+++ Records supplied

//! HTTP adapter for api-explorer.
//!
//! Exposes the explorer entrypoints as a JSON API, owns the search debounce
//! timer and forwards state-change notifications over SSE.

#![allow(missing_docs, reason = "Internal crate with self-explanatory API")]
#![allow(unreachable_pub, reason = "pub items are re-exported")]
#![allow(missing_debug_implementations, reason = "Internal types")]
#![allow(clippy::implicit_return, reason = "Implicit return is idiomatic Rust")]
#![allow(clippy::question_mark_used, reason = "? operator is idiomatic Rust")]
#![allow(clippy::shadow_reuse, reason = "Shadowing for Arc clones is idiomatic")]

pub mod api_error;
mod blocking;
pub mod debounce;
mod handlers;
mod query_types;
mod response_types;

use axum::{
    Json, Router,
    routing::{get, post, put},
};
use std::sync::{Arc, Mutex, MutexGuard, PoisonError};
use std::time::Duration;
use tokio::task::JoinHandle;
use tower_http::cors::CorsLayer;

use api_explorer_service::Explorer;
use api_explorer_storage::CatalogSource;

pub use debounce::Debouncer;
pub use response_types::{SearchScheduledResponse, ToggleResponse, VersionResponse};

/// Shared application state for all HTTP handlers.
///
/// The explorer sits behind one mutex: every event handler runs to completion
/// before the next one touches the state.
pub struct AppState {
    explorer: Arc<Mutex<Explorer>>,
    /// Coalesces search input; owned here, not by the explorer.
    pub search_debouncer: Debouncer,
}

impl AppState {
    #[must_use]
    pub fn new(explorer: Explorer, search_debounce: Duration) -> Self {
        Self {
            explorer: Arc::new(Mutex::new(explorer)),
            search_debouncer: Debouncer::new(search_debounce),
        }
    }

    /// Lock the explorer. Do not hold the guard across an `.await`.
    pub fn explorer(&self) -> MutexGuard<'_, Explorer> {
        // Explorer mutators never leave it half-updated, so a poisoned lock is still usable.
        self.explorer.lock().unwrap_or_else(PoisonError::into_inner)
    }
}

/// Fetch the catalog in the background and settle the explorer's load status.
///
/// The fetch runs without holding the explorer lock; only the final
/// status transition takes it.
pub fn spawn_catalog_load(state: Arc<AppState>, source: Box<dyn CatalogSource>) -> JoinHandle<()> {
    tokio::spawn(async move {
        tracing::info!(source = %source.describe(), "loading catalog");
        let result = source.load().await;
        state.explorer().finish_load(result);
    })
}

pub fn create_router(state: Arc<AppState>) -> Router {
    Router::new()
        .route("/health", get(health))
        .route("/api/version", get(version))
        .route("/api/status", get(handlers::view::get_status))
        .route("/api/view", get(handlers::view::get_view))
        .route("/api/entries", get(handlers::view::get_entries))
        .route("/api/categories", get(handlers::view::get_categories))
        .route("/api/stats", get(handlers::view::get_stats))
        .route("/api/criteria/category", put(handlers::criteria::set_category))
        .route(
            "/api/criteria/search",
            put(handlers::criteria::set_search).delete(handlers::criteria::clear_search),
        )
        .route("/api/criteria/bookmarks-only", put(handlers::criteria::set_bookmarks_only))
        .route("/api/bookmarks/{id}/toggle", post(handlers::bookmarks::toggle_bookmark))
        .route("/events", get(handlers::events::sse_events))
        .layer(CorsLayer::permissive())
        .with_state(state)
}

async fn health() -> &'static str {
    "ok"
}

async fn version() -> Json<VersionResponse> {
    Json(VersionResponse { version: env!("CARGO_PKG_VERSION") })
}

++++++

- Task description -
Quote exactly the stretch of lines above that starts at the first one and ends at the line with "mod query_types;", and nothing beyond it.

- Task answer -
//! HTTP adapter for api-explorer.
//!
//! Exposes the explorer entrypoints as a JSON API, owns the search debounce
//! timer and forwards state-change notifications over SSE.

#![allow(missing_docs, reason = "Internal crate with self-explanatory API")]
#![allow(unreachable_pub, reason = "pub items are re-exported")]
#![allow(missing_debug_implementations, reason = "Internal types")]
#![allow(clippy::implicit_return, reason = "Implicit return is idiomatic Rust")]
#![allow(clippy::question_mark_used, reason = "? operator is idiomatic Rust")]
#![allow(clippy::shadow_reuse, reason = "Shadowing for Arc clones is idiomatic")]

pub mod api_error;
mod blocking;
pub mod debounce;
mod handlers;
mod query_types;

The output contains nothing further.